**INSTRUCTIONS TO FOLLOW:**
Once the line containing "pub fn parse_rgba(s: &str)" has been printed, stop; print every line before it exactly, starting at the top of the material below.

^^^^^^^^

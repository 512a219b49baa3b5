//! Colour type and RGBA parsing.

use std::fmt;
use std::str::FromStr;
use std::sync::OnceLock;

use regex::Regex;
use serde::Serialize;

use crate::error::{DarkError, Result};

/// An RGBA colour value.
#[derive(Debug, Clone, Copy, PartialEq, Eq, Hash, Serialize)]
pub struct Colour {
    pub r: u8,
    pub g: u8,
    pub b: u8,
    pub a: u8,
}

impl Colour {
    /// Create a new colour from RGBA components.
    pub const fn new(r: u8, g: u8, b: u8, a: u8) -> Self {
        Self { r, g, b, a }
    }

    /// Light grey used when no valid colour is supplied.
    pub const DEFAULT: Self = Self::new(240, 240, 240, 255);

    /// Convert to RGBA tuple.
    pub fn to_rgba(self) -> [u8; 4] {
        [self.r, self.g, self.b, self.a]
    }

    /// Human-readable form used in progress output.
    /// e.g. "RGB(240, 240, 240) with Alpha 255"
    pub fn describe(self) -> String {
        format!(
            "RGB({}, {}, {}) with Alpha {}",
            self.r, self.g, self.b, self.a
        )
    }
}

impl Default for Colour {
    fn default() -> Self {
        Self::DEFAULT
    }
}

impl FromStr for Colour {
    type Err = DarkError;

    fn from_str(s: &str) -> Result<Self> {
        parse_rgba(s).ok_or_else(|| DarkError::InvalidColor {
            input: s.to_string(),
        })
    }
}

impl fmt::Display for Colour {
    fn fmt(&self, f: &mut fmt::Formatter<'_>) -> fmt::Result {
        write!(f, "{},{},{},{}", self.r, self.g, self.b, self.a)
    }
}

fn rgba_pattern() -> &'static Regex {
    static PATTERN: OnceLock<Regex> = OnceLock::new();
    PATTERN.get_or_init(|| {
        Regex::new(r"^\s*([0-9]{1,3})\s*,\s*([0-9]{1,3})\s*,\s*([0-9]{1,3})\s*,\s*([0-9]{1,3})\s*$")
            .expect("RGBA pattern is a valid regex")
    })
}

/// Parse an `R,G,B,A` string.
///
/// Whitespace is allowed around each component. Returns `None` when the
/// shape does not match or any component is outside 0-255.
pub fn parse_rgba(s: &str) -> Option<Colour> {
    let caps = rgba_pattern().captures(s)?;

    let mut parts = [0u8; 4];
    for (i, part) in parts.iter_mut().enumerate() {
        // At most three ASCII digits, so only values above 255 fail here
        *part = caps.get(i + 1)?.as_str().parse().ok()?;
    }

    let [r, g, b, a] = parts;
    Some(Colour::new(r, g, b, a))
}
use miette::Diagnostic;
use thiserror::Error;

/// Main error type for darkicon operations
#[derive(Error, Diagnostic, Debug)]
pub enum DarkError {
    #[error("IO error: {0}")]
    #[diagnostic(code(darkicon::io))]
    Io(#[from] std::io::Error),

    #[error("Invalid color format: '{input}'")]
    #[diagnostic(
        code(darkicon::color),
        help("Expected R,G,B,A with each value in 0-255 (e.g. 240,240,240,255)")
    )]
    InvalidColor { input: String },

    #[error("The path '{}' is not a valid directory", path.display())]
    #[diagnostic(code(darkicon::directory))]
    InvalidDirectory { path: std::path::PathBuf },

    #[error("Failed to load {}: {message}", path.display())]
    #[diagnostic(code(darkicon::load))]
    Load {
        path: std::path::PathBuf,
        message: String,
    },

    #[error("Failed to save {}: {message}", path.display())]
    #[diagnostic(code(darkicon::save))]
    Save {
        path: std::path::PathBuf,
        message: String,
    },

    #[error("JSON error: {message}")]
    #[diagnostic(code(darkicon::json))]
    Json { message: String },

    #[error("Failed to install interrupt handler: {message}")]
    #[diagnostic(code(darkicon::signal))]
    Signal { message: String },

    #[error("Operation cancelled by user")]
    #[diagnostic(code(darkicon::cancelled))]
    Cancelled,
}

impl DarkError {
    /// Whether this error is a user-initiated cancellation rather than a fault.
    pub fn is_cancelled(&self) -> bool {
        matches!(self, DarkError::Cancelled)
    }
}

pub type Result<T> = std::result::Result<T, DarkError>;
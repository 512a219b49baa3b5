pub mod completions;

use std::path::PathBuf;

use clap::Parser;
use clap_complete::Shell;

use crate::config::{self, Prompt};
use crate::error::{DarkError, Result};
use crate::interrupt::Interrupt;
use crate::output::{Printer, Stream};
use crate::process::{process_directory, RunSummary};

/// Width of the start-up banner.
const BANNER_WIDTH: usize = 60;

/// darkicon - Convert PNG icons to dark mode by changing their color
#[derive(Parser, Debug)]
#[command(name = "darkicon")]
#[command(version, about, long_about = None)]
pub struct Cli {
    /// Directory to process (prompted for when omitted)
    #[arg(short, long)]
    pub directory: Option<PathBuf>,

    /// RGBA color value, e.g. "240,240,240,255" (prompted for when omitted)
    #[arg(short, long)]
    pub color: Option<String>,

    /// Print a JSON run summary to stdout; progress moves to stderr
    #[arg(long)]
    pub json: bool,

    /// Only show warnings and errors
    #[arg(short, long)]
    pub quiet: bool,

    /// Generate shell completions and exit
    #[arg(long, value_enum, value_name = "SHELL")]
    pub completions: Option<Shell>,
}

impl Cli {
    /// Build the status printer these flags ask for.
    pub fn printer(&self) -> Printer {
        let stream = if self.json {
            Stream::Stderr
        } else {
            Stream::Stdout
        };
        Printer::with_stream(stream).quiet(self.quiet)
    }
}

/// How a run ended without a fault.
#[derive(Debug)]
pub enum Outcome {
    /// The directory was processed.
    Completed(RunSummary),
    /// The directory did not exist; nothing was processed.
    InvalidDirectory(PathBuf),
    /// A completion script was printed.
    Completions,
}

/// Resolve settings, check the directory and process it.
///
/// An invalid directory is reported and ends the run normally. An
/// interrupt during processing surfaces as [`DarkError::Cancelled`].
pub fn run(
    cli: Cli,
    prompt: &mut dyn Prompt,
    printer: &Printer,
    interrupt: &Interrupt,
) -> Result<Outcome> {
    if let Some(shell) = cli.completions {
        completions::run(shell)?;
        return Ok(Outcome::Completions);
    }

    printer.rule(BANNER_WIDTH);
    printer.heading("ICON DARK MODE CONVERTER", BANNER_WIDTH);
    printer.heading(
        "This tool converts PNG icons to dark mode by changing their color",
        BANNER_WIDTH,
    );
    printer.rule(BANNER_WIDTH);

    let settings = config::resolve(
        cli.color.as_deref(),
        cli.directory.as_deref(),
        prompt,
        printer,
    )?;

    if let Err(e) = config::check_directory(&settings.directory) {
        printer.error("Error", &e.to_string());
        return Ok(Outcome::InvalidDirectory(settings.directory));
    }

    let summary = process_directory(&settings.directory, settings.colour, printer, interrupt)?;

    if cli.json {
        let json = serde_json::to_string_pretty(&summary).map_err(|e| DarkError::Json {
            message: e.to_string(),
        })?;
        println!("{}", json);
    }

    Ok(Outcome::Completed(summary))
}

#[cfg(test)]
mod tests {
    use super::*;

    #[test]
    fn test_parse_short_flags() {
        let cli = Cli::try_parse_from(["darkicon", "-d", "icons", "-c", "1,2,3,4"]).unwrap();

        assert_eq!(cli.directory, Some(PathBuf::from("icons")));
        assert_eq!(cli.color.as_deref(), Some("1,2,3,4"));
        assert!(!cli.json);
        assert!(!cli.quiet);
    }

    #[test]
    fn test_parse_long_flags() {
        let cli = Cli::try_parse_from([
            "darkicon",
            "--directory",
            "icons",
            "--color",
            "10, 20, 30, 40",
            "--json",
            "--quiet",
        ])
        .unwrap();

        assert_eq!(cli.directory, Some(PathBuf::from("icons")));
        assert_eq!(cli.color.as_deref(), Some("10, 20, 30, 40"));
        assert!(cli.json);
        assert!(cli.quiet);
    }

    #[test]
    fn test_parse_no_flags() {
        let cli = Cli::try_parse_from(["darkicon"]).unwrap();

        assert!(cli.directory.is_none());
        assert!(cli.color.is_none());
        assert!(cli.completions.is_none());
    }

    #[test]
    fn test_parse_completions() {
        let cli = Cli::try_parse_from(["darkicon", "--completions", "bash"]).unwrap();
        assert_eq!(cli.completions, Some(Shell::Bash));
    }

    #[test]
    fn test_cli_definition_is_consistent() {
        <Cli as clap::CommandFactory>::command().debug_assert();
    }
}
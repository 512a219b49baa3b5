use std::process::ExitCode;

use clap::Parser;
use darkicon::cli::Cli;
use darkicon::config::StdinPrompt;
use darkicon::interrupt::{self, Interrupt};

fn main() -> ExitCode {
    let cli = Cli::parse();
    let printer = cli.printer();

    let interrupt = Interrupt::new();
    if let Err(e) = interrupt.install(printer.clone()) {
        printer.warning("Warning", &e.to_string());
    }

    match darkicon::cli::run(cli, &mut StdinPrompt, &printer, &interrupt) {
        Ok(_) => ExitCode::SUCCESS,
        Err(e) if e.is_cancelled() => {
            interrupt::cancelled(&printer);
            ExitCode::SUCCESS
        }
        Err(e) => {
            printer.error("Error", "An unexpected error occurred");
            eprintln!("{:?}", miette::Report::new(e));
            ExitCode::FAILURE
        }
    }
}
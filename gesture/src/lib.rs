pub mod cli;
pub mod config;
pub mod features;
pub mod pipeline;
pub mod report;

pub use config::TrainConfig;
pub use pipeline::{TrainOutcome, predict_features, predict_recording, train};
use ndarray::{linalg, prelude::*};

use crate::{MlErr, Result, arch::activations::ActFn};

/// A fully connected layer, `a = act_fn(x · wᵀ + b)`.
///
/// The layer doesn't own its parameters. It reads them from a slice laid out as the weights in
/// `(out, in)` row-major order followed by the `out` biases.
#[derive(Clone, Debug)]
pub struct Dense {
    dim: (usize, usize),
    act_fn: Option<ActFn>,
    size: usize,

    // Forward metadata
    x: Array2<f32>,
    z: Array2<f32>,
}

impl Dense {
    /// Creates a new `Dense` layer.
    ///
    /// # Arguments
    /// * `dim` - The amount of inputs and outputs of the layer.
    /// * `act_fn` - The activation applied to the layer's output, if any.
    ///
    /// # Returns
    /// A new `Dense` instance.
    pub fn new(dim: (usize, usize), act_fn: Option<ActFn>) -> Self {
        Self {
            dim,
            size: (dim.0 + 1) * dim.1,
            act_fn,
            x: Array2::zeros((0, dim.0)),
            z: Array2::zeros((0, dim.1)),
        }
    }

    /// Returns the amount of inputs and outputs of this layer.
    pub fn dim(&self) -> (usize, usize) {
        self.dim
    }

    pub fn act_fn(&self) -> Option<ActFn> {
        self.act_fn
    }

    /// Returns the size of this layer.
    ///
    /// # Returns
    /// The amount of parameters this layer has.
    pub fn size(&self) -> usize {
        self.size
    }

    /// Makes a forward pass through the layer, keeping what `backward` needs.
    pub fn forward(&mut self, params: &[f32], x: ArrayView2<f32>) -> Result<Array2<f32>> {
        let z = self.linear(params, x)?;
        let a = self.activate(&z);

        self.x = x.to_owned();
        self.z = z;
        Ok(a)
    }

    /// Makes a forward pass through the layer without touching its metadata.
    pub fn infer(&self, params: &[f32], x: ArrayView2<f32>) -> Result<Array2<f32>> {
        let z = self.linear(params, x)?;
        Ok(self.activate(&z))
    }

    /// Backpropagates the delta of this layer's output.
    ///
    /// The gradient of the weights and biases is **added** onto `grad`, so it must be zeroed out
    /// before the first layer of a pass is reached.
    ///
    /// # Arguments
    /// * `params` - This layer's parameters.
    /// * `grad` - This layer's slice of the gradient.
    /// * `d` - The derivative of the loss with respect to this layer's output.
    ///
    /// # Returns
    /// The derivative of the loss with respect to this layer's input.
    pub fn backward(
        &self,
        params: &[f32],
        grad: &mut [f32],
        mut d: Array2<f32>,
    ) -> Result<Array2<f32>> {
        if d.dim() != self.z.dim() {
            return Err(MlErr::SizeMismatch {
                what: "layer delta",
                got: d.len(),
                expected: self.z.len(),
            });
        }

        if let Some(act_fn) = &self.act_fn {
            d.zip_mut_with(&self.z, |d, &z| *d *= act_fn.df(z));
        }

        let (mut dw, mut db) = self.view_grad(grad)?;
        linalg::general_mat_mul(1.0, &d.t(), &self.x, 1.0, &mut dw);
        db += &d.sum_axis(Axis(0));

        let (w, _) = self.view_params(params)?;
        Ok(d.dot(&w))
    }

    fn linear(&self, params: &[f32], x: ArrayView2<f32>) -> Result<Array2<f32>> {
        if x.ncols() != self.dim.0 {
            return Err(MlErr::SizeMismatch {
                what: "layer input",
                got: x.ncols(),
                expected: self.dim.0,
            });
        }

        let (w, b) = self.view_params(params)?;
        let mut z = Array2::zeros((x.nrows(), self.dim.1));
        linalg::general_mat_mul(1.0, &x, &w.t(), 0.0, &mut z);
        z += &b;

        Ok(z)
    }

    fn activate(&self, z: &Array2<f32>) -> Array2<f32> {
        match &self.act_fn {
            Some(act_fn) => z.mapv(|z| act_fn.f(z)),
            None => z.clone(),
        }
    }

    /// Gives a view of the raw gradient slice as the delta weights and delta biases of this layer.
    ///
    /// # Arguments
    /// * `grad` - A gradient slice.
    ///
    /// # Returns
    /// A tuple containing the delta weights and delta biases.
    fn view_grad<'a>(
        &self,
        grad: &'a mut [f32],
    ) -> Result<(ArrayViewMut2<'a, f32>, ArrayViewMut1<'a, f32>)> {
        self.check_len("layer gradient", grad.len())?;

        let (n, m) = self.dim;
        let (dw_raw, db_raw) = grad.split_at_mut(n * m);
        let dw = ArrayViewMut2::from_shape((m, n), dw_raw).map_err(|_| self.mismatch(n * m))?;
        let db = ArrayViewMut1::from_shape(m, db_raw).map_err(|_| self.mismatch(m))?;
        Ok((dw, db))
    }

    /// Gives a view of the raw parameter slice as the weights and biases of this layer.
    ///
    /// # Arguments
    /// * `params` - A slice of parameters.
    ///
    /// # Returns
    /// A tuple containing the weights and biases.
    fn view_params<'a>(
        &self,
        params: &'a [f32],
    ) -> Result<(ArrayView2<'a, f32>, ArrayView1<'a, f32>)> {
        self.check_len("layer parameters", params.len())?;

        let (n, m) = self.dim;
        let (w_raw, b_raw) = params.split_at(n * m);
        let weights = ArrayView2::from_shape((m, n), w_raw).map_err(|_| self.mismatch(n * m))?;
        let biases = ArrayView1::from_shape(m, b_raw).map_err(|_| self.mismatch(m))?;
        Ok((weights, biases))
    }

    fn check_len(&self, what: &'static str, got: usize) -> Result<()> {
        if got != self.size {
            return Err(MlErr::SizeMismatch {
                what,
                got,
                expected: self.size,
            });
        }

        Ok(())
    }

    fn mismatch(&self, expected: usize) -> MlErr {
        MlErr::SizeMismatch {
            what: "layer shape",
            got: self.size,
            expected,
        }
    }
}

#[cfg(test)]
mod tests {
    use super::*;
    use ndarray::array;

    // w = [[1, 2], [3, 4], [5, 6]], b = [0.5, -10, 0]
    const PARAMS: [f32; 9] = [1., 2., 3., 4., 5., 6., 0.5, -10., 0.];

    #[test]
    fn forward_applies_weights_bias_and_activation() {
        let mut layer = Dense::new((2, 3), Some(ActFn::relu()));
        let x = array![[1., 1.], [0., -1.]];

        let a = layer.forward(&PARAMS, x.view()).unwrap();

        assert_eq!(a, array![[3.5, 0., 11.], [0., 0., 0.]]);
    }

    #[test]
    fn infer_matches_forward() {
        let mut layer = Dense::new((2, 3), None);
        let x = array![[0.3, -0.7]];

        let inferred = layer.infer(&PARAMS, x.view()).unwrap();
        let forwarded = layer.forward(&PARAMS, x.view()).unwrap();

        assert_eq!(inferred, forwarded);
    }

    #[test]
    fn backward_accumulates_gradient() {
        let mut layer = Dense::new((2, 3), None);
        let x = array![[1., 2.]];
        layer.forward(&PARAMS, x.view()).unwrap();

        let mut grad = [1.; 9];
        let d = array![[1., 0., -1.]];
        let d_prev = layer.backward(&PARAMS, &mut grad, d).unwrap();

        // dw = dᵀ · x and db = d, both added on top of the ones.
        assert_eq!(grad, [2., 3., 1., 1., 0., -1., 2., 1., 0.]);
        assert_eq!(d_prev, array![[-4., -4.]]);
    }

    #[test]
    fn rejects_wrong_input_width() {
        let layer = Dense::new((2, 3), None);
        let x = array![[1., 2., 3.]];

        assert!(matches!(
            layer.infer(&PARAMS, x.view()),
            Err(MlErr::SizeMismatch { got: 3, expected: 2, .. })
        ));
    }

    #[test]
    fn rejects_wrong_parameter_count() {
        let layer = Dense::new((2, 3), None);
        let x = array![[1., 2.]];

        assert!(layer.infer(&PARAMS[..8], x.view()).is_err());
    }

    #[test]
    fn backward_before_forward_fails() {
        let layer = Dense::new((2, 3), None);
        let mut grad = [0.; 9];

        assert!(layer.backward(&PARAMS, &mut grad, array![[1., 1., 1.]]).is_err());
    }
}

^^^^^^^^

**WRITTEN SOLUTION:**
repository 512a219b49baa3b5
//! Colour type and RGBA parsing.

use std::fmt;
use std::str::FromStr;
use std::sync::OnceLock;

use regex::Regex;
use serde::Serialize;

use crate::error::{DarkError, Result};

/// An RGBA colour value.
#[derive(Debug, Clone, Copy, PartialEq, Eq, Hash, Serialize)]
pub struct Colour {
    pub r: u8,
    pub g: u8,
    pub b: u8,
    pub a: u8,
}

impl Colour {
    /// Create a new colour from RGBA components.
    pub const fn new(r: u8, g: u8, b: u8, a: u8) -> Self {
        Self { r, g, b, a }
    }

    /// Light grey used when no valid colour is supplied.
    pub const DEFAULT: Self = Self::new(240, 240, 240, 255);

    /// Convert to RGBA tuple.
    pub fn to_rgba(self) -> [u8; 4] {
        [self.r, self.g, self.b, self.a]
    }

    /// Human-readable form used in progress output.
    /// e.g. "RGB(240, 240, 240) with Alpha 255"
    pub fn describe(self) -> String {
        format!(
            "RGB({}, {}, {}) with Alpha {}",
            self.r, self.g, self.b, self.a
        )
    }
}

impl Default for Colour {
    fn default() -> Self {
        Self::DEFAULT
    }
}

impl FromStr for Colour {
    type Err = DarkError;

    fn from_str(s: &str) -> Result<Self> {
        parse_rgba(s).ok_or_else(|| DarkError::InvalidColor {
            input: s.to_string(),
        })
    }
}

impl fmt::Display for Colour {
    fn fmt(&self, f: &mut fmt::Formatter<'_>) -> fmt::Result {
        write!(f, "{},{},{},{}", self.r, self.g, self.b, self.a)
    }
}

fn rgba_pattern() -> &'static Regex {
    static PATTERN: OnceLock<Regex> = OnceLock::new();
    PATTERN.get_or_init(|| {
        Regex::new(r"^\s*([0-9]{1,3})\s*,\s*([0-9]{1,3})\s*,\s*([0-9]{1,3})\s*,\s*([0-9]{1,3})\s*$")
            .expect("RGBA pattern is a valid regex")
    })
}

/// Parse an `R,G,B,A` string.
///
/// Whitespace is allowed around each component. Returns `None` when the
/// shape does not match or any component is outside 0-255.
pub fn parse_rgba(s: &str) -> Option<Colour> {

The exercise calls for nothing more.